The improvements are similar to those achieved by using anti-inflammatory asthma drugs. However, the level of air nicotine levels remained, leaving kids at risk of some effects of second-hand smoke.

So, the study researchers concluded in the Aug. 1 issue of the Archives of Pediatrics & Adolescent Medicine that air cleaners should only be used as a temporary measure as smokers seeks to quit. “Air cleaners appear to be a an excellent partial solution to improving air quality in homes of children living with a smoker but should not be viewed as a substitute for a smoke-free environment,” lead investigator, an asthma specialist at the Children's Center and professor of pediatrics at the Hopkins University School of Medicine, said in a statement.
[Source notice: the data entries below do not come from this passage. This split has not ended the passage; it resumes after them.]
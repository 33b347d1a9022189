//! Edge variants: direct, fan-out (optional selector), fan-in (buffered
//! aggregation), conditional: four independently-typed routing rules rather
//! than a single `Next`-routed edge.

use std::sync::Arc;

use crate::message::Message;

/// Fixed, non-printable separator unlikely to appear in a user-chosen executor id.
pub const ID_SEPARATOR: char = '\u{1}';

/// Canonical id for a direct/conditional edge: `source <SEP> target`.
pub fn edge_id(source: &str, target: &str) -> String {
    format!("{source}{ID_SEPARATOR}{target}")
}

/// Canonical key for a fan-in edge: its sorted source ids joined by the separator.
pub fn fan_in_key(sources: &[String]) -> String {
    let mut sorted: Vec<&str> = sources.iter().map(String::as_str).collect();
    sorted.sort_unstable();
    sorted.join(&ID_SEPARATOR.to_string())
}

/// Chooses the subset of `targets` a fan-out message should reach.
/// Must return a subset of `targets` — the edge intersects the result
/// with the declared target list, so a buggy selector cannot address
/// an unwired executor.
pub type FanOutSelector = Arc<dyn Fn(&Message, &[String]) -> Vec<String> + Send + Sync>;

/// Combines one buffered message per source into the message delivered to
/// a fan-in's target, in source-declaration order.
pub type FanInAggregator = Arc<dyn Fn(Vec<Message>) -> Message + Send + Sync>;

/// A pure routing predicate for a conditional edge. Receives only `&Message`
/// (no `Context`) so it cannot have side effects.
pub type ConditionalPredicate = Arc<dyn Fn(&Message) -> bool + Send + Sync>;

/// A typed routing rule from a source executor to one or more targets.
#[derive(Clone)]
pub enum Edge {
    Direct {
        source: String,
        target: String,
    },
    FanOut {
        source: String,
        targets: Vec<String>,
        selector: Option<FanOutSelector>,
    },
    FanIn {
        sources: Vec<String>,
        target: String,
        aggregator: FanInAggregator,
        /// Bounded per-source overflow depth when a source sends a second
        /// message before the round closes (DESIGN.md Open Question 2).
        overflow_depth: usize,
    },
    Conditional {
        source: String,
        predicate: ConditionalPredicate,
        true_target: String,
        false_target: Option<String>,
    },
}

impl std::fmt::Debug for Edge {
    fn fmt(&self, f: &mut std::fmt::Formatter<'_>) -> std::fmt::Result {
        match self {
            Edge::Direct { source, target } => {
                f.debug_struct("Direct").field("source", source).field("target", target).finish()
            }
            Edge::FanOut { source, targets, .. } => f
                .debug_struct("FanOut")
                .field("source", source)
                .field("targets", targets)
                .finish(),
            Edge::FanIn { sources, target, .. } => f
                .debug_struct("FanIn")
                .field("sources", sources)
                .field("target", target)
                .finish(),
            Edge::Conditional { source, true_target, false_target, .. } => f
                .debug_struct("Conditional")
                .field("source", source)
                .field("true_target", true_target)
                .field("false_target", false_target)
                .finish(),
        }
    }
}

const DEFAULT_FAN_IN_OVERFLOW_DEPTH: usize = 16;

impl Edge {
    pub fn direct(source: impl Into<String>, target: impl Into<String>) -> Self {
        Edge::Direct { source: source.into(), target: target.into() }
    }

    pub fn fan_out(source: impl Into<String>, targets: Vec<String>) -> Self {
        Edge::FanOut { source: source.into(), targets, selector: None }
    }

    pub fn fan_out_with_selector(
        source: impl Into<String>,
        targets: Vec<String>,
        selector: FanOutSelector,
    ) -> Self {
        Edge::FanOut { source: source.into(), targets, selector: Some(selector) }
    }

    pub fn fan_in(sources: Vec<String>, target: impl Into<String>, aggregator: FanInAggregator) -> Self {
        Edge::FanIn {
            sources,
            target: target.into(),
            aggregator,
            overflow_depth: DEFAULT_FAN_IN_OVERFLOW_DEPTH,
        }
    }

    pub fn fan_in_with_overflow_depth(
        sources: Vec<String>,
        target: impl Into<String>,
        aggregator: FanInAggregator,
        overflow_depth: usize,
    ) -> Self {
        Edge::FanIn { sources, target: target.into(), aggregator, overflow_depth }
    }

    pub fn conditional(
        source: impl Into<String>,
        predicate: ConditionalPredicate,
        true_target: impl Into<String>,
        false_target: Option<String>,
    ) -> Self {
        Edge::Conditional {
            source: source.into(),
            predicate,
            true_target: true_target.into(),
            false_target,
        }
    }

    /// Source executor ids this edge reads from.
    pub fn sources(&self) -> Vec<&str> {
        match self {
            Edge::Direct { source, .. }
            | Edge::FanOut { source, .. }
            | Edge::Conditional { source, .. } => vec![source.as_str()],
            Edge::FanIn { sources, .. } => sources.iter().map(String::as_str).collect(),
        }
    }

    /// Target executor ids this edge can deliver to.
    pub fn targets(&self) -> Vec<&str> {
        match self {
            Edge::Direct { target, .. } => vec![target.as_str()],
            Edge::FanOut { targets, .. } => targets.iter().map(String::as_str).collect(),
            Edge::FanIn { target, .. } => vec![target.as_str()],
            Edge::Conditional { true_target, false_target, .. } => {
                let mut t = vec![true_target.as_str()];
                if let Some(f) = false_target {
                    t.push(f.as_str());
                }
                t
            }
        }
    }

    /// Stable descriptor used only by the graph hash (closures are not hashed).
    pub fn descriptor(&self) -> String {
        match self {
            Edge::Direct { source, target } => format!("direct:{source}>{target}"),
            Edge::FanOut { source, targets, .. } => {
                let mut t = targets.clone();
                t.sort();
                format!("fan_out:{source}>{}", t.join(","))
            }
            Edge::FanIn { sources, target, .. } => {
                format!("fan_in:{}>{target}", fan_in_key(sources))
            }
            Edge::Conditional { source, true_target, false_target, .. } => format!(
                "conditional:{source}>{true_target}|{}",
                false_target.as_deref().unwrap_or("")
            ),
        }
    }
}

#[cfg(test)]
mod tests {
    use super::*;

    #[test]
    fn fan_in_key_is_order_independent() {
        let a = fan_in_key(&["b".to_string(), "a".to_string()]);
        let b = fan_in_key(&["a".to_string(), "b".to_string()]);
        assert_eq!(a, b);
    }

    #[test]
    fn descriptor_sorts_fan_out_targets_for_stability() {
        let e1 = Edge::fan_out("src", vec!["b".into(), "a".into()]);
        let e2 = Edge::fan_out("src", vec!["a".into(), "b".into()]);
        assert_eq!(e1.descriptor(), e2.descriptor());
    }

    #[test]
    fn conditional_targets_include_false_branch_when_present() {
        let cond = Edge::conditional(
            "src",
            Arc::new(|_m: &Message| true),
            "yes",
            Some("no".to_string()),
        );
        assert_eq!(cond.targets(), vec!["yes", "no"]);
    }

    #[test]
    fn conditional_targets_omit_false_branch_when_absent() {
        let cond = Edge::conditional("src", Arc::new(|_m: &Message| true), "yes", None);
        assert_eq!(cond.targets(), vec!["yes"]);
    }
}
The researchers followed 115 kids for six months. They lived in 41 homes, each with a smoker. A third got air cleaners, another third got air cleaners and heath education and the last third got neither but were given air cleaners at the end of the study.

There was a 50-percent drop in particulate matter in the homes with cleaners, though the homes never reached the air quality of smoke-free homes. The cleaners did meant 33 more days without coughing, wheezing or difficulty breathing – the same as with the drugs.

Asthma is the most common chronic illness among children, with some 6.5 million affected in the United States, according to the Centers for Disease Control and Prevention. About a third of U.S. kids live with a smoker.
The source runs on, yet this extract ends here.